Une fois de plus, le roi de Logres s’accrocha à sa femme, avec un désespoir dont il aurait dû avoir honte, sans en avoir la force.
- Vous avez vraiment envie de ça?
- De quoi?
- De vous coltiner un con qui vous a fait chier toute votre vie, et qui maintenant vous réveille toutes les nuits ou presque. Il déglutit, difficilement. “D’un roi qui a pas les épaules de l’être, et qui est même plus foutu d’essayer.”
Il sentit ses doigts serrer un peu plus les siens. Ses lèvres sur son épaule, contre laquelle elle frotta son joli nez fin avant d’y poser son menton.
- Pendant quinze ans, vous avez essayé. Vous y avez laissé la vie, je vous rappelle, et cette fois, c’est sa main à elle qu’il serra un peu plus fort, par instinct. “Alors je veux plus jamais vous entendre dire ça. Vous avez peut-être pas tout réussi, vous l’avez peut-être pas trouvé, leur Graal à la noix, mais vous avez unifié une nation, vous vous êtes battus pour la dignité de votre peuple. Et tout le reste, vous avez essayé.”
L’émotion le prit à la gorge. Au ventre.
“Et pour répondre à votre question, aussi débile soit-elle, quand bien même vous seriez ce que vous dites, ce qui n’est pas le cas, c’est l’homme que j’aime moi, idiot. Pas le roi - enfin, pas que, en tout cas.”
Ouvrant enfin les yeux, Arthur tourna la tête pour la regarder, sa femme. Ses traits doux mis en valeur par la lumière de la lune, son sourire tendre, compatissant. Comme elle. Ses yeux tellement plein de - d’amour que ça débordait.
Putain, ce qu’il l’aimait. Ce qu’il se détestait, de savoir qu’il ne trouverait jamais les mots pour lui dire à quel point.
- J’y arrive pas, lui confessa-t-il à la place. Parce qu’il avait besoin que ça sorte. Parce qu’il avait besoin de lui dire, à elle.
- Je sais. C’est pas grave.
- Un peu, quand même.
- Je pense pas que ça aide beaucoup de penser comme ça. Vous allez pas vous ajouter la honte, en plus du reste.
- Il faudrait, pourtant.
- Pour quoi faire?
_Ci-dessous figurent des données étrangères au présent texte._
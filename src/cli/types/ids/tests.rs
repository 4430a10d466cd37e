//! Unit tests for id wrappers

use super::*;
use std::str::FromStr;

#[cfg(test)]
mod team_id_tests {
    use super::*;

    #[test]
    fn test_team_id_new() {
        let id = TeamId::new(7);
        assert_eq!(id.as_u32(), 7);
        assert_eq!(id.to_string(), "7");
    }

    #[test]
    fn test_team_id_validate_bounds() {
        assert!(TeamId::new(1).validate().is_ok());
        assert!(TeamId::new(20).validate().is_ok());
        assert!(matches!(
            TeamId::new(0).validate(),
            Err(FplError::InvalidArgument { .. })
        ));
        assert!(matches!(
            TeamId::new(21).validate(),
            Err(FplError::InvalidArgument { .. })
        ));
    }

    #[test]
    fn test_team_id_from_str_negative() {
        let result = TeamId::from_str("-5");
        assert!(matches!(result, Err(FplError::InvalidArgument { .. })));
    }

    #[test]
    fn test_team_id_from_str_not_a_number() {
        let result = TeamId::from_str("arsenal");
        assert!(matches!(result, Err(FplError::InvalidArgument { .. })));
    }

    #[test]
    fn test_team_id_from_str_valid() {
        assert_eq!(TeamId::from_str(" 12 ").unwrap(), TeamId::new(12));
    }

    #[test]
    fn test_team_id_serde() {
        let json = serde_json::to_string(&TeamId::new(3)).unwrap();
        assert_eq!(json, "3");
        let back: TeamId = serde_json::from_str(&json).unwrap();
        assert_eq!(back, TeamId::new(3));
    }
}

#[cfg(test)]
mod player_id_tests {
    use super::*;

    #[test]
    fn test_player_id_zero_is_invalid() {
        assert!(matches!(
            PlayerId::new(0).validate(),
            Err(FplError::InvalidArgument { .. })
        ));
    }

    #[test]
    fn test_player_id_from_str() {
        assert_eq!(PlayerId::from_str("302").unwrap().as_u32(), 302);
        assert!(PlayerId::from_str("0").is_err());
        assert!(PlayerId::from_str("-1").is_err());
    }

    #[test]
    fn test_player_id_from_str_out_of_range_messages() {
        let negative = PlayerId::from_str("-1").unwrap_err().to_string();
        let too_large = PlayerId::from_str("5000000000").unwrap_err().to_string();

        assert!(negative.contains("must be positive"), "{negative}");
        assert!(too_large.contains("must be at most 4294967295"), "{too_large}");
        assert!(!too_large.contains("positive"), "{too_large}");
    }

    #[test]
    fn test_player_id_has_no_upper_bound() {
        assert!(PlayerId::new(900).validate().is_ok());
    }
}

#[cfg(test)]
mod entry_id_tests {
    use super::*;

    #[test]
    fn test_entry_id_from_str() {
        assert_eq!(EntryId::from_str("1234567").unwrap().as_u32(), 1234567);
        assert!(EntryId::from_str("0").is_err());
    }

    #[test]
    fn test_cup_id_accepts_zero() {
        assert_eq!(CupId::from_str("0").unwrap().as_u32(), 0);
    }
}
//! Schema validation: the only way raw JSON becomes a domain record.
//!
//! Every record derives `Deserialize` with `deny_unknown_fields`, so extra keys,
//! missing keys and mistyped values all fail here. The one widening allowed is
//! the JSON-native one: an integer is accepted where a float is declared. It is
//! stored as `f64`, so it serializes back with a fraction (`65` becomes `65.0`).
//! Nullable fields go through [`nullable`] so that `null` is accepted but an
//! absent key is still an error.

use serde::{de::DeserializeOwned, Deserialize, Deserializer};
use serde_json::Value;

use crate::{
    error::{BatchFailure, FplError},
    Result,
};


/// Post-deserialization checks that serde attributes cannot express.
pub trait Validate {
    /// Human-readable name of the shape, used in `SchemaError` messages.
    const SHAPE: &'static str;

    fn validate(&self) -> Result<()> {
        Ok(())
    }
}

/// Convert a raw JSON payload into `T`, failing with `FplError::Schema`.
pub fn parse<T>(raw: Value) -> Result<T>
where
    T: DeserializeOwned + Validate,
{
    let record: T = serde_json::from_value(raw).map_err(|e| FplError::schema(T::SHAPE, e.to_string()))?;
    record.validate()?;
    Ok(record)
}

/// Parse the bodies of a batch as `T`, preserving order. `raw[i]` belongs to `ids[i]`.
///
/// Every body that fails validation is reported under its id in
/// `BatchPartialFailure`, so a bad item is never anonymous.
pub fn parse_batch<T, I>(ids: &[I], raw: Vec<Value>) -> Result<Vec<T>>
where
    T: DeserializeOwned + Validate,
    I: Copy + Into<u32>,
{
    let mut records = Vec::with_capacity(raw.len());
    let mut failures = Vec::new();

    for (&id, body) in ids.iter().zip(raw) {
        match parse(body) {
            Ok(record) => records.push(record),
            Err(error) => failures.push(BatchFailure {
                id: id.into(),
                error,
            }),
        }
    }

    if failures.is_empty() {
        Ok(records)
    } else {
        Err(FplError::BatchPartialFailure { failures })
    }
}

/// Required-but-nullable field. Unlike a bare `Option<T>`, a missing key fails.
pub fn nullable<'de, D, T>(deserializer: D) -> std::result::Result<Option<T>, D::Error>
where
    D: Deserializer<'de>,
    T: Deserialize<'de>,
{
    Option::<T>::deserialize(deserializer)
}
Ça aiderait les choses?
Sur son visage, les doigts de sa femme glissaient sur son front, sa joue.
“C’est pas à cause de vous que le pays a vécu cet enfer,” et le roi déserteur se retint de lui rappeler qu’il était parti, quand même. Qu’avant ça, il lui avait filé les pleins pouvoirs, à Lancelot. Elle le savait déjà, de toute façon, et n’avait pas l’air d’humeur à accepter l’argument.
Et puis, il ne faisait pas tellement confiance à sa propre voix, là maintenant.
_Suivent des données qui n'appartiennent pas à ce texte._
//! Client facade over the Fantasy Premier League API.
//!
//! Club and player lookups are answered from the cached bootstrap snapshot;
//! everything else is fetched fresh on every call. Each query has a `*_json`
//! twin: snapshot-backed twins serialize the validated record, fetch-backed
//! twins return the response body as received.

use std::{collections::HashSet, sync::Arc};

use serde::Serialize;
use serde_json::Value;
use tracing::debug;

use crate::{
    cli::types::ids::{CupId, EntryId, PlayerId, TeamId},
    core::ClientConfig,
    error::FplError,
    fpl::{
        batch::{fetch_many, fetch_one},
        endpoints,
        http::{get_json, HttpTransport, Transport},
        schema,
        snapshot_cache::SnapshotCache,
        types::{ElementSummary, EntryCup, ManagerEntry, Me, MyTeam, Player, Snapshot, Team},
    },
    Result,
};


pub struct FplClient {
    transport: Arc<dyn Transport>,
    snapshot: SnapshotCache,
}

impl FplClient {
    /// Client over HTTP with the given configuration.
    pub fn new(config: &ClientConfig) -> Result<Self> {
        Ok(Self::with_transport(Arc::new(HttpTransport::new(config)?)))
    }

    /// Client configured from `FPL_BASE_URL` / `FPL_TIMEOUT_SECS`.
    pub fn from_env() -> Result<Self> {
        Self::new(&ClientConfig::from_env()?)
    }

    pub fn with_transport(transport: Arc<dyn Transport>) -> Self {
        Self {
            transport,
            snapshot: SnapshotCache::new(),
        }
    }

    /// Release the transport and drop the cached snapshot.
    pub async fn close(&self) {
        self.snapshot.clear();
        self.transport.close().await;
    }

    // -- snapshot ----------------------------------------------------------

    pub async fn get_snapshot(&self, force_refresh: bool) -> Result<Arc<Snapshot>> {
        self.snapshot.get(self.transport.as_ref(), force_refresh).await
    }

    /// Reload the bootstrap snapshot now. On failure the previous one stays cached.
    pub async fn refresh(&self) -> Result<Arc<Snapshot>> {
        self.get_snapshot(true).await
    }

    async fn snapshot(&self) -> Result<Arc<Snapshot>> {
        self.get_snapshot(false).await
    }

    // -- teams -------------------------------------------------------------

    /// All clubs, or those whose id is in `ids`, in snapshot order.
    ///
    /// `None` and an empty set both mean "no filter".
    pub async fn get_teams(&self, ids: Option<&HashSet<TeamId>>) -> Result<Vec<Team>> {
        let snapshot = self.snapshot().await?;
        let teams = match ids {
            Some(ids) if !ids.is_empty() => snapshot
                .teams
                .iter()
                .filter(|team| ids.contains(&team.id))
                .cloned()
                .collect(),
            _ => snapshot.teams.clone(),
        };
        Ok(teams)
    }

    pub async fn get_teams_json(&self, ids: Option<&HashSet<TeamId>>) -> Result<Value> {
        to_json("team list", &self.get_teams(ids).await?)
    }

    /// One club. The id is range-checked before the snapshot is consulted.
    pub async fn get_team(&self, id: TeamId) -> Result<Team> {
        let id = id.validate()?;
        let snapshot = self.snapshot().await?;
        snapshot.team(id).cloned().ok_or(FplError::NotFound {
            entity: "team",
            id: id.as_u32(),
        })
    }

    pub async fn get_team_json(&self, id: TeamId) -> Result<Value> {
        to_json("team", &self.get_team(id).await?)
    }

    // -- players -----------------------------------------------------------

    pub async fn get_player(&self, id: PlayerId) -> Result<Player> {
        let id = id.validate()?;
        let snapshot = self.snapshot().await?;
        snapshot.player(id).cloned().ok_or(FplError::NotFound {
            entity: "player",
            id: id.as_u32(),
        })
    }

    pub async fn get_player_json(&self, id: PlayerId) -> Result<Value> {
        to_json("player", &self.get_player(id).await?)
    }

    /// History and upcoming fixtures for one player. Not cached.
    pub async fn get_player_summary(&self, id: PlayerId) -> Result<ElementSummary> {
        schema::parse(self.get_player_summary_json(id).await?)
    }

    pub async fn get_player_summary_json(&self, id: PlayerId) -> Result<Value> {
        let id = id.validate()?;
        fetch_one(self.transport.as_ref(), id, endpoints::player_summary).await
    }

    /// Summaries for several players, fetched concurrently, in the order given.
    ///
    /// A body that fails validation is reported under its player id, like a
    /// failed request.
    pub async fn get_player_summaries(&self, ids: &[PlayerId]) -> Result<Vec<ElementSummary>> {
        schema::parse_batch(ids, self.get_player_summaries_json(ids).await?)
    }

    pub async fn get_player_summaries_json(&self, ids: &[PlayerId]) -> Result<Vec<Value>> {
        for id in ids {
            id.validate()?;
        }
        debug!(count = ids.len(), "fetching player summaries");
        fetch_many(self.transport.as_ref(), ids, endpoints::player_summary).await
    }

    // -- user and entries --------------------------------------------------

    /// The logged-in user. Fails with `AuthenticationRequired` without a session.
    pub async fn get_user(&self) -> Result<Me> {
        schema::parse(self.get_user_json().await?)
    }

    pub async fn get_user_json(&self) -> Result<Value> {
        self.fetch(endpoints::ME).await
    }

    /// A manager's squad. Requires a session owning `entry_id`.
    pub async fn get_my_team(&self, entry_id: EntryId) -> Result<MyTeam> {
        schema::parse(self.get_my_team_json(entry_id).await?)
    }

    pub async fn get_my_team_json(&self, entry_id: EntryId) -> Result<Value> {
        let entry_id = entry_id.validate()?;
        self.fetch(&endpoints::my_team(entry_id)).await
    }

    pub async fn get_entry(&self, entry_id: EntryId) -> Result<ManagerEntry> {
        schema::parse(self.get_entry_json(entry_id).await?)
    }

    pub async fn get_entry_json(&self, entry_id: EntryId) -> Result<Value> {
        let entry_id = entry_id.validate()?;
        self.fetch(&endpoints::entry(entry_id)).await
    }

    pub async fn get_entry_cup(&self, entry_id: EntryId, cup_id: CupId) -> Result<EntryCup> {
        schema::parse(self.get_entry_cup_json(entry_id, cup_id).await?)
    }

    pub async fn get_entry_cup_json(&self, entry_id: EntryId, cup_id: CupId) -> Result<Value> {
        let entry_id = entry_id.validate()?;
        self.fetch(&endpoints::entry_cup(entry_id, cup_id)).await
    }

    async fn fetch(&self, path: &str) -> Result<Value> {
        get_json(self.transport.as_ref(), path).await
    }
}

fn to_json<T: Serialize>(shape: &'static str, value: &T) -> Result<Value> {
    serde_json::to_value(value).map_err(|e| FplError::schema(shape, e.to_string()))
}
“Ce qu’il s’est passé, avant, pendant, c’est pas que sur vos épaules. Le renouveau du pays, ça l’est pas non plus. Et votre état par rapport à tout ça, encore moins. Vous y êtes pour rien, Arthur,” et le rire qui lui échappa était tellement amer qu’il lui brûla la gorge.
- Allez dire ça à vos parents. Au fils de Calogrenant.
Il avait envie de chialer.
- Vous y êtes pour rien, répéta Guenièvre, ramenant son regard vers elle. “C’est pas de votre faute si on vous a choppé à vingt-ans en vous bombardant de responsabilités tellement énormes qu’elles auraient faites plier même le plus confirmé des chefs, sans même vous donner d’indications ou de conseils sur quoique ce soit à part pour récupérer des bibelots magiques. C’est pas de votre faute s’ils savent pas eux-mêmes ce qu’ils vous demandent de chercher, les dieux. C’est pas de votre faute s'ils sont jamais foutus de lever ne serait-ce qu’un petit doigt pour vous aider, que ça soit avec leur saloperie de Graal ou avec le reste. Le peuple, le royaume, les chevaliers. C’est pas non plus de votre faute si aucun de ceux-là ne s’est vraiment bougé pour vous aider, ou si certains ont carrément choisi la traîtrise. Vous avez tendance à l’oublier, mais y’a d’autres bonhommes dans l’histoire je vous rappelle. Avec des consciences, des cerveaux plus ou moins fonctionnels, tout pareil. C’est pas parce que la couronne est sur votre tête à vous, sans que vous ayez rien demandé au passage, que ça les exemptait de responsabilités ou de devoirs, ni avant ni maintenant.”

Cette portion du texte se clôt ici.